* **Exercise input**

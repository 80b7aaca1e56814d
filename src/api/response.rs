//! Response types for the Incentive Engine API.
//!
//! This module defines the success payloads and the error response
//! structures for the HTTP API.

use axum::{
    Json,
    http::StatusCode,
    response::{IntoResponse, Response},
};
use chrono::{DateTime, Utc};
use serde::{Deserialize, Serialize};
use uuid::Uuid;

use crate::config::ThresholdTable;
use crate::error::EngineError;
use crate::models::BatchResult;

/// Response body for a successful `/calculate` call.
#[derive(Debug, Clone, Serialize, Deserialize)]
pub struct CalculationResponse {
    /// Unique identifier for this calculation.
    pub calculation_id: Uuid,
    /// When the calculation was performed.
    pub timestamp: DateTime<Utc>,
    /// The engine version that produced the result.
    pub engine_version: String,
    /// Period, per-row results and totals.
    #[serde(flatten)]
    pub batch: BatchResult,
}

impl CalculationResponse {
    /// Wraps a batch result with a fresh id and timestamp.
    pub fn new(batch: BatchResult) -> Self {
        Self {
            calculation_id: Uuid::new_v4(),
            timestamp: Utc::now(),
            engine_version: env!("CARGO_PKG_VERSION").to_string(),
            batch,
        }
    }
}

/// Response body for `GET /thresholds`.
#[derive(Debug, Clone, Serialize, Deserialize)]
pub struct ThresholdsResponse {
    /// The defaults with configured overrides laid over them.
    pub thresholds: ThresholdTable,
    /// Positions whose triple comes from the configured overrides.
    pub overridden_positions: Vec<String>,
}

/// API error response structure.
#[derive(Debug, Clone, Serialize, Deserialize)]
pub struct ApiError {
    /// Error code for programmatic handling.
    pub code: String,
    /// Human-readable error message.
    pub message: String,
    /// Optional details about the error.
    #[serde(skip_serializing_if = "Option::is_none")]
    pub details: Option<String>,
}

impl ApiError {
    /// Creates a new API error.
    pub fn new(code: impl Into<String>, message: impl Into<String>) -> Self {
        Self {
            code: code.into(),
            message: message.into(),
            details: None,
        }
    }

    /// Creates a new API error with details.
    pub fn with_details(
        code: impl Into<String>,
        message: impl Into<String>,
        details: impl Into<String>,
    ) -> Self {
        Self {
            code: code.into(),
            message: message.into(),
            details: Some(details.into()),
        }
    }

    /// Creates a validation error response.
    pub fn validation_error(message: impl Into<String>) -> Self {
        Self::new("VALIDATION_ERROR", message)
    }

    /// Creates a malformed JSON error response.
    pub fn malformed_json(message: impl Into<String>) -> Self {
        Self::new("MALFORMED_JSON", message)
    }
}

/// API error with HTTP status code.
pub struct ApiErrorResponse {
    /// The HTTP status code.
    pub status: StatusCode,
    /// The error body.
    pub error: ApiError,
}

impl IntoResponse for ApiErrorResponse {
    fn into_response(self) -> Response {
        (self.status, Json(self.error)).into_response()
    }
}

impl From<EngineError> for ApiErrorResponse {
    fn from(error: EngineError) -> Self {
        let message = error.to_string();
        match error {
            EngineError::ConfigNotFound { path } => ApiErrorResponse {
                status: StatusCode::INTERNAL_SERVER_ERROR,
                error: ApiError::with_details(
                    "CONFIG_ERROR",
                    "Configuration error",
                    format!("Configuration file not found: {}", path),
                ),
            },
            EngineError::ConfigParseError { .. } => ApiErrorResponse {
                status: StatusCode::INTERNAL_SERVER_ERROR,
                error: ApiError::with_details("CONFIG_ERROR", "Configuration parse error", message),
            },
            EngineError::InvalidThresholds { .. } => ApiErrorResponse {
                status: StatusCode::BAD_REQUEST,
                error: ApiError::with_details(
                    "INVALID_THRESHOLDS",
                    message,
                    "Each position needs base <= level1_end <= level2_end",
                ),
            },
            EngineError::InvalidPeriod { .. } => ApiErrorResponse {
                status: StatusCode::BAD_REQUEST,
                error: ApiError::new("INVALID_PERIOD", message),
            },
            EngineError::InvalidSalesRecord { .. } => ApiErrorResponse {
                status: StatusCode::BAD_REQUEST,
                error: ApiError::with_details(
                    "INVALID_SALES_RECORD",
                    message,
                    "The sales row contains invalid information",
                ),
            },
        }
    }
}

* **What you have to do**
Please return all lines from the records that hold the word "crate".

* **Answer to the exercise**
use crate::config::ThresholdTable;
use crate::error::EngineError;
use crate::models::BatchResult;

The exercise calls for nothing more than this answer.